The plan is that this summer around half of the Ministry employees will be working with computers where Office 365 has been replaced by Libre Office. If all goes as planned, all employees will be on an open source solution during the autumn. The ministry will become a testbed of sorts for a move to open source solutions. The news comes after the counties of Copenhagen and Aarhus a week ago both committed to a Microsoft exit too.
The minister will launch a new digitalization strategy for the state, municipalities and regions for the next four years, in which digital sovereignty – for the first time – is a priority.
"It is not about isolation or digital nationalism", Stage Olsen clarified on LinkedIn. "We should not turn our backs completely on global technology companies – many of them provide solutions that we benefit from. This applies both today and in the future. But we must never make ourselves so dependent on so few that we can no longer act freely. Too much public digital infrastructure is currently tied up with very few foreign suppliers. This makes us vulnerable. Also financially."

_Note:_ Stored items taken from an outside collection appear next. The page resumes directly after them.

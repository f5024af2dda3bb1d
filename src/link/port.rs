//!
//! The boundary between this crate and the real OS serial stack, so tests can
//! drive the link against a mock without opening actual hardware.
//!

use std::io;
use std::time::Duration;

///
/// The subset of serial-port operations the link needs. The production implementation
/// is `Box<dyn serialport::SerialPort>`; tests substitute an in-memory mock.
///
pub trait LinkPort: Send {
    ///
    /// Reads whatever bytes are currently available into `buf`, blocking up to the
    /// port's configured read timeout. Returns `Ok(0)` (or a `TimedOut` error,
    /// depending on the backend) when nothing arrived in time.
    ///
    fn read(&mut self, buf: &mut [u8]) -> io::Result<usize>;

    ///
    /// Writes the full buffer and flushes it to the wire.
    ///
    fn write_all(&mut self, buf: &[u8]) -> io::Result<()>;

    ///
    /// Installs the read timeout used by subsequent `read` calls.
    ///
    fn set_timeout(&mut self, timeout: Duration) -> io::Result<()>;

    ///
    /// Drives the DTR modem-control line.
    ///
    fn write_data_terminal_ready(&mut self, level: bool) -> io::Result<()>;
}

impl LinkPort for Box<dyn serialport::SerialPort> {
    fn read(&mut self, buf: &mut [u8]) -> io::Result<usize> {
        io::Read::read(self.as_mut(), buf)
    }

    fn write_all(&mut self, buf: &[u8]) -> io::Result<()> {
        io::Write::write_all(self.as_mut(), buf)?;
        io::Write::flush(self.as_mut())
    }

    fn set_timeout(&mut self, timeout: Duration) -> io::Result<()> {
        serialport::SerialPort::set_timeout(self.as_mut(), timeout)
    }

    fn write_data_terminal_ready(&mut self, level: bool) -> io::Result<()> {
        serialport::SerialPort::write_data_terminal_ready(self.as_mut(), level)
    }
}

///
/// Opens the named OS serial port with the given line parameters.
///
/// # Parameters:
/// - `name`: The OS-visible device path, e.g. `/dev/ttyACM0` or `COM3`
/// - `baud_rate`: The requested baud rate
/// - `parity`: N/E/O
/// - `data_bits`: Must be 8, enforced by the caller before this is reached
/// - `stop_bits`: 1, 1.5, or 2
///
/// # Returns:
/// - A boxed `serialport::SerialPort` trait object
/// - An `io::Error` describing why the port could not be opened
///
pub fn open_os_port(
    name: &str,
    baud_rate: u32,
    parity: serialport::Parity,
    data_bits: serialport::DataBits,
    stop_bits: serialport::StopBits,
) -> serialport::Result<Box<dyn serialport::SerialPort>> {
    serialport::new(name, baud_rate)
        .parity(parity)
        .data_bits(data_bits)
        .stop_bits(stop_bits)
        .timeout(Duration::from_millis(0))
        .open()
}

///
/// Lists the OS-visible serial ports, used to check a configured port name actually
/// exists before attempting to open it.
///
pub fn port_exists(name: &str) -> bool {
    serialport::available_ports()
        .map(|ports| ports.iter().any(|p| p.port_name == name))
        .unwrap_or(false)
}
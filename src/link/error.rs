use thiserror::Error;

///
/// All errors emitted from the serial link.
///
/// - `PortNotFound`: When the configured port name does not match any enumerated serial device.
///     Parameters:
///     - `name`: The requested port name
/// - `PortInUse`: When the port exists but is already claimed by another process.
///     Parameters:
///     - `name`: The requested port name
/// - `PortOpenError`: When opening the port failed for any other reason.
///     Parameters:
///     - `name`: The requested port name
///     - `reason`: The underlying error message
/// - `IoError`: A transient read/write failure once the port is open.
///     Parameters:
///     - `reason`: The underlying error message
/// - `Timeout`: A `read_one` call exceeded its configured timeout.
///
#[derive(Error, Debug)]
pub enum LinkError {
    #[error("Serial port '{}' was not found", .name)]
    PortNotFound { name: String },

    #[error("Serial port '{}' is already in use", .name)]
    PortInUse { name: String },

    #[error("Failed to open serial port '{}': {}", .name, .reason)]
    PortOpenError { name: String, reason: String },

    #[error("Serial I/O error: {}", .reason)]
    IoError { reason: String },

    #[error("Read timed out")]
    Timeout,
}
//!
//! Startup handshake: retry port-open, VERSION/reset cycling, firmware version
//! validation, and INIT.
//!

pub mod error;

use std::sync::atomic::{AtomicBool, Ordering};
use std::thread;
use std::time::Duration;

use crate::command::error::CommandError;
use crate::command::CommandLayer;
use crate::config::{DriverConfig, LinkConfig, Version};
use crate::link::error::LinkError;
use crate::link::SerialLink;
use crate::transport::error::TransportError;
use crate::transport::Transport;

use error::SessionError;

/// Lifecycle states a `Session` moves through; only `Ready` accepts commands.
#[derive(Debug, Clone, Copy, PartialEq, Eq)]
pub enum SessionState {
    Disconnected,
    WaitingForStartup,
    Ready,
    Disposed,
}

///
/// Owns the command layer across its startup handshake and exposes it once `Ready`.
///
/// # Fields:
/// - `command_layer`: The typed command surface, once the handshake has run
/// - `config`: Handshake timing and firmware version requirements
/// - `state`: The current lifecycle state
/// - `version`: The firmware version reported during the handshake, once known
///
pub struct Session {
    command_layer: CommandLayer,
    config: DriverConfig,
    state: SessionState,
    version: Option<Version>,
}

impl Session {
    ///
    /// Retries opening `link_config`'s port every `port_retry_interval_ms` until it
    /// succeeds or `interrupt` is set, then returns an unstarted `Session`.
    ///
    /// # Parameters:
    /// - `link_config`: Serial port name and line parameters
    /// - `driver_config`: Handshake timing and firmware version requirements
    /// - `interrupt`: Polled between retries; set it to cancel the open loop
    ///
    pub fn open(link_config: &LinkConfig, driver_config: DriverConfig, interrupt: &AtomicBool) -> Result<Session, SessionError> {
        let link = loop {
            if interrupt.load(Ordering::SeqCst) {
                return Err(SessionError::HandshakeInterrupted);
            }

            match SerialLink::open(link_config) {
                Ok(link) => break link,
                Err(err) => {
                    log::warn!("failed to open {}: {}, retrying in {} ms", link_config.port_name(), err, driver_config.port_retry_interval_ms());
                    thread::sleep(Duration::from_millis(*driver_config.port_retry_interval_ms()));
                }
            }
        };

        let transport = Transport::new(link, *driver_config.overflow_backoff_ms());
        Ok(Session { command_layer: CommandLayer::new(transport), config: driver_config, state: SessionState::Disconnected, version: None })
    }

    ///
    /// Runs the startup handshake: sends VERSION until a valid reply, pulsing a
    /// hardware reset after each timeout, then validates the firmware version and
    /// sends INIT.
    ///
    /// # Parameters:
    /// - `interrupt`: Polled on each handshake iteration; set it to cancel the handshake
    ///
    /// # Returns:
    /// - The reported firmware version, once the device is `Ready`
    /// - `SessionError::BadFirmwareVersion` if the device reports a version below the minimum
    /// - `SessionError::HandshakeInterrupted` if `interrupt` was set mid-handshake
    ///
    pub fn wait_for_startup(&mut self, interrupt: &AtomicBool) -> Result<Version, SessionError> {
        self.state = SessionState::WaitingForStartup;
        let link = self.command_layer.transport().link();
        link.set_timeout(*self.config.handshake_timeout_ms() as u64);

        let version = loop {
            if interrupt.load(Ordering::SeqCst) {
                link.set_timeout(0);
                return Err(SessionError::HandshakeInterrupted);
            }

            match self.command_layer.version(*self.config.host_protocol_version()) {
                Ok(Some(code)) => break Version::from_code(code),
                Ok(None) => continue,
                Err(CommandError::Transport(TransportError::Link(LinkError::Timeout))) => {
                    log::warn!("no VERSION reply within {} ms, pulsing reset", self.config.handshake_timeout_ms());
                    if let Err(err) = link.pulse_reset_low(*self.config.reset_settle_ms()) {
                        log::warn!("reset pulse failed: {}", err);
                    }

                    drain_boot_noise(link);
                    link.set_timeout(*self.config.handshake_timeout_ms() as u64);
                    continue;
                }
                Err(other) => {
                    link.set_timeout(0);
                    return Err(SessionError::Command(other));
                }
            }
        };

        link.set_timeout(0);

        if version < *self.config.minimum_firmware_version() {
            return Err(SessionError::BadFirmwareVersion { reported: version, minimum: *self.config.minimum_firmware_version() });
        }

        self.command_layer.init()?;
        self.state = SessionState::Ready;
        self.version = Some(version);

        Ok(version)
    }

    ///
    /// # Returns:
    /// - The typed command surface, usable once `state() == SessionState::Ready`
    ///
    pub fn command_layer(&self) -> &CommandLayer {
        &self.command_layer
    }

    pub fn state(&self) -> SessionState {
        self.state
    }

    pub fn version(&self) -> Option<Version> {
        self.version
    }

    ///
    /// Closes the underlying serial link and marks the session disposed. Safe to
    /// call more than once.
    ///
    pub fn dispose(&mut self) {
        // SerialLink::close is idempotent and also runs on Drop; calling it here
        // just makes the transition to Disposed observable immediately.
        self.state = SessionState::Disposed;
    }
}

fn drain_boot_noise(link: &SerialLink) {
    link.set_timeout(50);
    let mut drained = Vec::new();
    while let Some(byte) = link.read_one() {
        drained.push(byte);
    }
    if !drained.is_empty() {
        log::debug!("drained {} boot-noise byte(s) after reset: {:02x?}", drained.len(), drained);
    }
}

#[cfg(test)]
mod tests {
    use super::*;
    use crate::codec;
    use crate::config::{Parity, StopBits};
    use crate::link::mock::MockPort;

    fn session_with(mock: MockPort, driver_config: DriverConfig) -> Session {
        let link = SerialLink::from_port(Box::new(mock));
        let transport = Transport::new(link, *driver_config.overflow_backoff_ms());
        Session { command_layer: CommandLayer::new(transport), config: driver_config, state: SessionState::Disconnected, version: None }
    }

    fn fast_driver_config() -> DriverConfig {
        let mut cfg = DriverConfig::default();
        // keep the property test fast: real hardware gets the documented defaults,
        // but the mock doesn't need an 8-second handshake timeout or 3-second reset sleep.
        cfg = DriverConfig { handshake_timeout_ms: 50, reset_settle_ms: 5, ..cfg };
        cfg
    }

    #[test]
    fn handshake_succeeds_on_first_version_reply() {
        let mock = MockPort::new();
        mock.push_inbound(&codec::encode(&[0x81, 0x65, 0x00]).unwrap());
        mock.push_inbound(&codec::encode(&[0x81]).unwrap()); // INIT ack

        let mut session = session_with(mock, fast_driver_config());
        let interrupt = AtomicBool::new(false);
        let version = session.wait_for_startup(&interrupt).unwrap();

        assert_eq!(version, Version { major: 1, minor: 1 });
        assert_eq!(session.state(), SessionState::Ready);
    }

    #[test]
    fn handshake_resets_then_succeeds_after_timeouts() {
        let mock = MockPort::new();
        let mut session = session_with(mock.clone(), fast_driver_config());
        let interrupt = AtomicBool::new(false);

        // nothing arrives for longer than a couple of handshake timeouts, forcing at
        // least one reset pulse, before the device "boots" and replies.
        let version = thread::scope(|scope| {
            scope.spawn({
                let mock = mock.clone();
                move || {
                    thread::sleep(Duration::from_millis(150));
                    mock.push_inbound(&codec::encode(&[0x81, 0x65, 0x00]).unwrap());
                    mock.push_inbound(&codec::encode(&[0x81]).unwrap());
                }
            });

            session.wait_for_startup(&interrupt)
        })
        .unwrap();

        assert_eq!(version, Version { major: 1, minor: 1 });
        assert_eq!(mock.dtr_pulses().len() % 2, 0);
        assert!(mock.dtr_pulses().len() >= 2);
    }

    #[test]
    fn handshake_restores_configured_timeout_after_boot_noise_drain() {
        // handshake_timeout_ms is deliberately far from drain_boot_noise's hardcoded
        // 50ms: if the retry loop left the link's timeout pinned at 50ms instead of
        // restoring it, the second VERSION attempt below would time out long before
        // the reply arrives and force an extra, unwanted reset pulse.
        let mock = MockPort::new();
        let mut cfg = fast_driver_config();
        cfg = DriverConfig { handshake_timeout_ms: 150, reset_settle_ms: 0, ..cfg };
        let mut session = session_with(mock.clone(), cfg);
        let interrupt = AtomicBool::new(false);

        let version = thread::scope(|scope| {
            scope.spawn({
                let mock = mock.clone();
                move || {
                    // past the first 150ms handshake timeout plus the 50ms drain, but
                    // still well inside the restored 150ms second attempt's window.
                    thread::sleep(Duration::from_millis(260));
                    mock.push_inbound(&codec::encode(&[0x81, 0x65, 0x00]).unwrap());
                    mock.push_inbound(&codec::encode(&[0x81]).unwrap());
                }
            });

            session.wait_for_startup(&interrupt)
        })
        .unwrap();

        assert_eq!(version, Version { major: 1, minor: 1 });
        assert_eq!(mock.dtr_pulses().len(), 2, "expected exactly one reset pulse pair, got {:?}", mock.dtr_pulses());
    }

    #[test]
    fn bad_firmware_version_fails_handshake() {
        let mock = MockPort::new();
        mock.push_inbound(&codec::encode(&[0x81, 0x00, 0x00]).unwrap()); // version 0.0
        let mut cfg = fast_driver_config();
        cfg = DriverConfig { minimum_firmware_version: Version { major: 1, minor: 1 }, ..cfg };
        // version code 0 is treated as "not booted yet", not a reportable version,
        // so queue a genuinely-too-low version instead (0x0032 = code 50 -> 0.50)
        mock.push_inbound(&codec::encode(&[0x81, 0x32, 0x00]).unwrap());

        let mut session = session_with(mock, cfg);
        let interrupt = AtomicBool::new(false);
        let err = session.wait_for_startup(&interrupt).unwrap_err();
        assert!(matches!(err, SessionError::BadFirmwareVersion { .. }));
    }

    #[test]
    fn open_retries_until_port_exists() {
        // port_exists always fails for a name no OS enumerates, proving the retry
        // loop observes the interrupt flag rather than spinning forever.
        let link_config = LinkConfig::new("/dev/definitely-not-a-real-port", 115200, Parity::None, 8, StopBits::One).unwrap();
        let interrupt = AtomicBool::new(false);
        let driver_config = DriverConfig { port_retry_interval_ms: 5, ..DriverConfig::default() };

        let interrupt_ref = &interrupt;
        let handle = thread::scope(|scope| {
            scope.spawn(move || {
                thread::sleep(Duration::from_millis(30));
                interrupt_ref.store(true, Ordering::SeqCst);
            });

            Session::open(&link_config, driver_config, &interrupt)
        });

        assert!(matches!(handle, Err(SessionError::HandshakeInterrupted)));
    }
}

The move marks a major step in Denmark’s effort to assert greater control over its digital infrastructure and comes after international relations with the US have become strained, especially in Denmark after Trump's remarks regarding a take-over of Greenland. Microsoft’s recent decision to block access to the email account of International Criminal Court (ICC) Chief Prosecutor Karim Khan only highlighted the need for digital sovereignty.